TheDan64 / inkwell

It's a New Kind of Wrapper for Exposing LLVM (Safely)
https://thedan64.github.io/inkwell/
Apache License 2.0
2.31k stars 222 forks source link

Undefined behavior with `MemoryBuffer::create_from_memory_range` #185

Open novacrazy opened 4 years ago

novacrazy commented 4 years ago

Describe the Bug:

This code will result in a panic from LLVM saying expected top-level entity from the LLVM IR.
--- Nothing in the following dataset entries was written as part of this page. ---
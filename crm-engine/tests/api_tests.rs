//! HTTP API tests driven through the router with `oneshot`

use std::sync::Arc;
use std::time::Duration;

use axum::{
    body::Body,
    http::{Request, StatusCode},
    Router,
};
use crm_common::config::EngineSettings;
use crm_common::db::init_memory_database;
use crm_common::events::EventBus;
use crm_common::time::{now_ms, MS_PER_DAY};
use crm_engine::{build_router, AppState, Orchestrator};
use http_body_util::BodyExt;
use serde_json::{json, Value};
use tower::util::ServiceExt;

async fn create_test_app() -> (Router, AppState) {
    let pool = init_memory_database().await.unwrap();
    let state = AppState::new(pool, EventBus::new(100), Arc::new(EngineSettings::default()));
    (build_router(state.clone()), state)
}

async fn send(app: &Router, method: &str, uri: &str, body: Option<Value>) -> (StatusCode, Value) {
    let builder = Request::builder().method(method).uri(uri);
    let request = match body {
        Some(json) => builder
            .header("content-type", "application/json")
            .body(Body::from(json.to_string()))
            .unwrap(),
        None => builder.body(Body::empty()).unwrap(),
    };
    let response = app.clone().oneshot(request).await.unwrap();
    let status = response.status();
    let bytes = response.into_body().collect().await.unwrap().to_bytes();
    let value = if bytes.is_empty() {
        Value::Null
    } else {
        serde_json::from_slice(&bytes).unwrap()
    };
    (status, value)
}

/// Store a POS customer with one order and merge it synchronously
async fn seed_customer(state: &AppState, id: &str, amount: i64, days_ago: i64) {
    use crm_common::models::{ChangeOperation, OrderRecord, PosCustomerRecord};
    use crm_engine::db::sources;

    let record = PosCustomerRecord::from_document("org", json!({"id": id, "name": format!("Customer {id}")})).unwrap();
    sources::save_pos_customer(&state.db, &record, now_ms()).await.unwrap();
    state.service.merge_from_pos_customer(&record).await.unwrap();

    let order = OrderRecord::from_document(
        "org",
        json!({"id": format!("o-{id}"), "customer_id": id, "total_price": amount, "status": 1,
               "inserted_at": now_ms() - days_ago * MS_PER_DAY}),
    )
    .unwrap();
    sources::save_order(&state.db, &order).await.unwrap();
    state.service.ingest_order(&order, ChangeOperation::Insert, false).await.unwrap();
}

// ===== Health =====

#[tokio::test]
async fn test_health_endpoint() {
    let (app, _) = create_test_app().await;
    let (status, body) = send(&app, "GET", "/health", None).await;
    assert_eq!(status, StatusCode::OK);
    assert_eq!(body["status"], "ok");
    assert_eq!(body["module"], "crm-engine");
}

// ===== Profiles =====

#[tokio::test]
async fn test_unknown_profile_is_404() {
    let (app, _) = create_test_app().await;
    let (status, body) = send(&app, "GET", "/api/orgs/org/customers/nobody", None).await;
    assert_eq!(status, StatusCode::NOT_FOUND);
    assert_eq!(body["error"]["code"], "NOT_FOUND");
}

#[tokio::test]
async fn test_profile_merges_on_demand() {
    let (app, state) = create_test_app().await;
    let record = crm_common::models::PosCustomerRecord::from_document("org", json!({"id": "p1", "name": "Hoa"})).unwrap();
    crm_engine::db::sources::save_pos_customer(&state.db, &record, now_ms()).await.unwrap();

    let (status, body) = send(&app, "GET", "/api/orgs/org/customers/p1", None).await;
    assert_eq!(status, StatusCode::OK);
    assert_eq!(body["unifiedId"], "p1");
    assert_eq!(body["profile"]["name"], "Hoa");
}

#[tokio::test]
async fn test_full_profile_with_domain_filter() {
    let (app, state) = create_test_app().await;
    seed_customer(&state, "c1", 3_000_000, 2).await;

    let (status, body) = send(&app, "GET", "/api/orgs/org/customers/c1/full?domains=order", None).await;
    assert_eq!(status, StatusCode::OK);
    assert_eq!(body["recentOrders"].as_array().unwrap().len(), 1);
    let activities = body["activities"].as_array().unwrap();
    assert!(!activities.is_empty());
    assert!(activities.iter().all(|a| a["domain"] == "order"));

    let (status, _) = send(&app, "GET", "/api/orgs/org/customers/c1/full?domains=weather", None).await;
    assert_eq!(status, StatusCode::BAD_REQUEST);
}

#[tokio::test]
async fn test_recalculate_endpoints() {
    let (app, state) = create_test_app().await;
    seed_customer(&state, "c1", 3_000_000, 2).await;

    let (status, body) = send(&app, "POST", "/api/orgs/org/customers/c1/recalculate", None).await;
    assert_eq!(status, StatusCode::OK);
    assert_eq!(body["unifiedId"], "c1");

    let (status, _) = send(&app, "POST", "/api/orgs/org/customers/missing/recalculate", None).await;
    assert_eq!(status, StatusCode::NOT_FOUND);

    let (status, body) = send(&app, "POST", "/api/orgs/org/customers/recalculate-all", None).await;
    assert_eq!(status, StatusCode::OK);
    assert_eq!(body["totalProcessed"], 1);
    assert_eq!(body["totalFailed"], 0);
}

#[tokio::test]
async fn test_refresh_candidates() {
    let (app, state) = create_test_app().await;
    seed_customer(&state, "recent", 1_000_000, 3).await;
    seed_customer(&state, "edge", 1_000_000, 30).await;

    let (status, body) = send(&app, "GET", "/api/orgs/org/customers/refresh-candidates?mode=smart", None).await;
    assert_eq!(status, StatusCode::OK);
    assert_eq!(body["unifiedIds"], json!(["edge"]));

    let (_, body) = send(&app, "GET", "/api/orgs/org/customers/refresh-candidates?batch=1", None).await;
    assert_eq!(body["count"], 1);
    assert_eq!(body["nextSkip"], 1);

    let (status, _) = send(&app, "GET", "/api/orgs/org/customers/refresh-candidates?mode=hourly", None).await;
    assert_eq!(status, StatusCode::BAD_REQUEST);
}

// ===== Dashboard =====

#[tokio::test]
async fn test_dashboard_list_filter_and_sort() {
    let (app, state) = create_test_app().await;
    seed_customer(&state, "big", 60_000_000, 2).await;
    seed_customer(&state, "small", 2_000_000, 2).await;

    let (status, body) = send(&app, "GET", "/api/orgs/org/dashboard/customers?value=vip", None).await;
    assert_eq!(status, StatusCode::OK);
    assert_eq!(body["total"], 1);
    assert_eq!(body["items"][0]["unifiedId"], "big");

    let (_, body) = send(&app, "GET", "/api/orgs/org/dashboard/customers?sort=totalSpend&order=asc", None).await;
    assert_eq!(body["items"][0]["unifiedId"], "small");
    assert_eq!(body["page"], 1);

    let (status, _) = send(&app, "GET", "/api/orgs/org/dashboard/customers?sort=age", None).await;
    assert_eq!(status, StatusCode::BAD_REQUEST);
}

#[tokio::test]
async fn test_dashboard_aggregates() {
    let (app, state) = create_test_app().await;
    seed_customer(&state, "big", 60_000_000, 2).await;

    let (status, body) = send(&app, "GET", "/api/orgs/org/dashboard/funnel", None).await;
    assert_eq!(status, StatusCode::OK);
    assert_eq!(body.as_array().unwrap().len(), 6);

    let (status, body) = send(&app, "GET", "/api/orgs/org/dashboard/groups?top=5", None).await;
    assert_eq!(status, StatusCode::OK);
    let vip_active = body
        .as_array()
        .unwrap()
        .iter()
        .find(|g| g["group"] == "vip_active")
        .unwrap();
    assert_eq!(vip_active["count"], 1);

    let (status, body) = send(&app, "GET", "/api/orgs/org/dashboard/matrix?rows=value&cols=lifecycle", None).await;
    assert_eq!(status, StatusCode::OK);
    assert_eq!(body["total"], 1);

    let (status, _) = send(&app, "GET", "/api/orgs/org/dashboard/matrix?rows=value", None).await;
    assert_eq!(status, StatusCode::BAD_REQUEST);

    let (status, body) = send(&app, "GET", "/api/orgs/org/dashboard/customers?journey=omni", None).await;
    assert_eq!(status, StatusCode::OK);
    assert_eq!(body["total"], 0);
}

#[tokio::test]
async fn test_dashboard_distribution_as_of() {
    let (app, state) = create_test_app().await;
    seed_customer(&state, "big", 60_000_000, 2).await;

    let (status, body) = send(&app, "GET", "/api/orgs/org/dashboard/as-of", None).await;
    assert_eq!(status, StatusCode::OK);
    assert_eq!(body["total"], 1);

    // A day ago the order entry (two days back) is the customer's latest snapshot
    let yesterday = now_ms() - MS_PER_DAY;
    let uri = format!("/api/orgs/org/dashboard/as-of?at={yesterday}");
    let (status, body) = send(&app, "GET", &uri, None).await;
    assert_eq!(status, StatusCode::OK);
    assert_eq!(body["total"], 1);
    let value_axis = body["axes"]
        .as_array()
        .unwrap()
        .iter()
        .find(|pair| pair[0] == "value")
        .unwrap();
    let vip = value_axis[1]
        .as_array()
        .unwrap()
        .iter()
        .find(|c| c["label"] == "vip")
        .unwrap();
    assert_eq!(vip["count"], 1);

    let before = now_ms() - 10 * MS_PER_DAY;
    let uri = format!("/api/orgs/org/dashboard/as-of?at={before}");
    let (status, body) = send(&app, "GET", &uri, None).await;
    assert_eq!(status, StatusCode::OK);
    assert_eq!(body["total"], 0);
    assert_eq!(body["asOf"], before);
}

// ===== Notes =====

#[tokio::test]
async fn test_note_lifecycle() {
    let (app, state) = create_test_app().await;
    seed_customer(&state, "c1", 1_000_000, 2).await;

    let (status, note) = send(
        &app,
        "POST",
        "/api/orgs/org/customers/c1/notes",
        Some(json!({"noteText": "Call back about the blue jacket", "createdBy": "staff-1"})),
    )
    .await;
    assert_eq!(status, StatusCode::CREATED);
    let note_id = note["id"].as_str().unwrap().to_string();

    let (status, _) = send(&app, "POST", "/api/orgs/org/customers/c1/notes", Some(json!({"noteText": "  "}))).await;
    assert_eq!(status, StatusCode::BAD_REQUEST);

    let uri = format!("/api/orgs/org/notes/{note_id}");
    let (status, updated) = send(&app, "PUT", &uri, Some(json!({"noteText": "Called, will visit"}))).await;
    assert_eq!(status, StatusCode::OK);
    assert_eq!(updated["noteText"], "Called, will visit");

    let (status, _) = send(&app, "DELETE", &uri, None).await;
    assert_eq!(status, StatusCode::NO_CONTENT);
    let (status, _) = send(&app, "DELETE", &uri, None).await;
    assert_eq!(status, StatusCode::NOT_FOUND);

    let (_, list) = send(&app, "GET", "/api/orgs/org/customers/c1/notes", None).await;
    assert!(list.as_array().unwrap().is_empty());

    let (status, _) = send(&app, "DELETE", "/api/orgs/org/notes/not-a-uuid", None).await;
    assert_eq!(status, StatusCode::BAD_REQUEST);
}

// ===== Backfill =====

#[tokio::test]
async fn test_backfill_endpoint() {
    let (app, state) = create_test_app().await;
    seed_customer(&state, "c1", 1_000_000, 2).await;

    let (status, body) = send(&app, "POST", "/api/orgs/org/activities/backfill?types=order", None).await;
    assert_eq!(status, StatusCode::OK);
    assert_eq!(body["ordersProcessed"], 1);
    assert_eq!(body["conversationsProcessed"], 0);

    let (status, _) = send(&app, "POST", "/api/orgs/org/activities/backfill?types=profile", None).await;
    assert_eq!(status, StatusCode::BAD_REQUEST);
}

// ===== Upstream writes =====

#[tokio::test]
async fn test_source_write_flows_through_orchestrator() {
    let (app, state) = create_test_app().await;
    let orchestrator = Orchestrator::new(state.service.clone()).spawn(state.event_bus.subscribe());

    let (status, body) = send(
        &app,
        "PUT",
        "/api/orgs/org/sources/pos_customers",
        Some(json!({"id": "p7", "name": "Linh", "phone_numbers": ["0987654321"]})),
    )
    .await;
    assert_eq!(status, StatusCode::ACCEPTED);
    assert_eq!(body["operation"], "insert");
    assert_eq!(body["documentId"], "p7");

    let (_, again) = send(
        &app,
        "PUT",
        "/api/orgs/org/sources/pos_customers",
        Some(json!({"id": "p7", "name": "Linh", "phone_numbers": ["0987654321"]})),
    )
    .await;
    assert_eq!(again["operation"], "update");

    let mut status = StatusCode::NOT_FOUND;
    for _ in 0..50 {
        let exists = crm_engine::db::customers::load_customer(&state.db, "org", "p7").await.unwrap();
        if exists.is_some() {
            status = send(&app, "GET", "/api/orgs/org/customers/p7", None).await.0;
            break;
        }
        tokio::time::sleep(Duration::from_millis(20)).await;
    }
    assert_eq!(status, StatusCode::OK);
    orchestrator.abort();
}

#[tokio::test]
async fn test_source_write_rejects_bad_input() {
    let (app, _) = create_test_app().await;

    let (status, _) = send(&app, "PUT", "/api/orgs/org/sources/invoices", Some(json!({"id": "x"}))).await;
    assert_eq!(status, StatusCode::BAD_REQUEST);

    let (status, _) = send(&app, "PUT", "/api/orgs/org/sources/pos_orders", Some(json!({"total_price": 5}))).await;
    assert_eq!(status, StatusCode::BAD_REQUEST);

    let (status, _) = send(&app, "PUT", "/api/orgs/org/sources/notes", Some(json!({"id": "n"}))).await;
    assert_eq!(status, StatusCode::BAD_REQUEST);
}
pub static PRELUDE_LLVM_IR: &[u8] = include_bytes!("prelude.llvm");

#[inline(never)]
pub fn build_prelude<'ctx>(ctx: &JitContext<'ctx>) -> Module<'ctx> {
    let module = ctx
        .create_module_from_ir(MemoryBuffer::create_from_memory_range(
            PRELUDE_LLVM_IR, 
            "prelude"
        ))
        .unwrap();

    module
}

However, if I were to mark build_prelude as #[inline(always)], suddenly it doesn't panic. JitContext is just a small wrapper around inkwell::context::Context.

Solution

Use MemoryBuffer::create_from_memory_range_copy. Seems create_from_memory_range leaking memory causes it to become corrupted or something funky, but if it's inline then the value is kept on the stack long enough for LLVM to parse it. I don't know. I've also only just discovered this, so it's possible create_from_memory_range_copy may also have issues, but so far it at least fixes that odd behavior.

Details

I build debug with opt-level=3, so perhaps that has something to do with it.

If you're curious, here is the current prelude.llvm. It's just some intrinsic stuff with fast call.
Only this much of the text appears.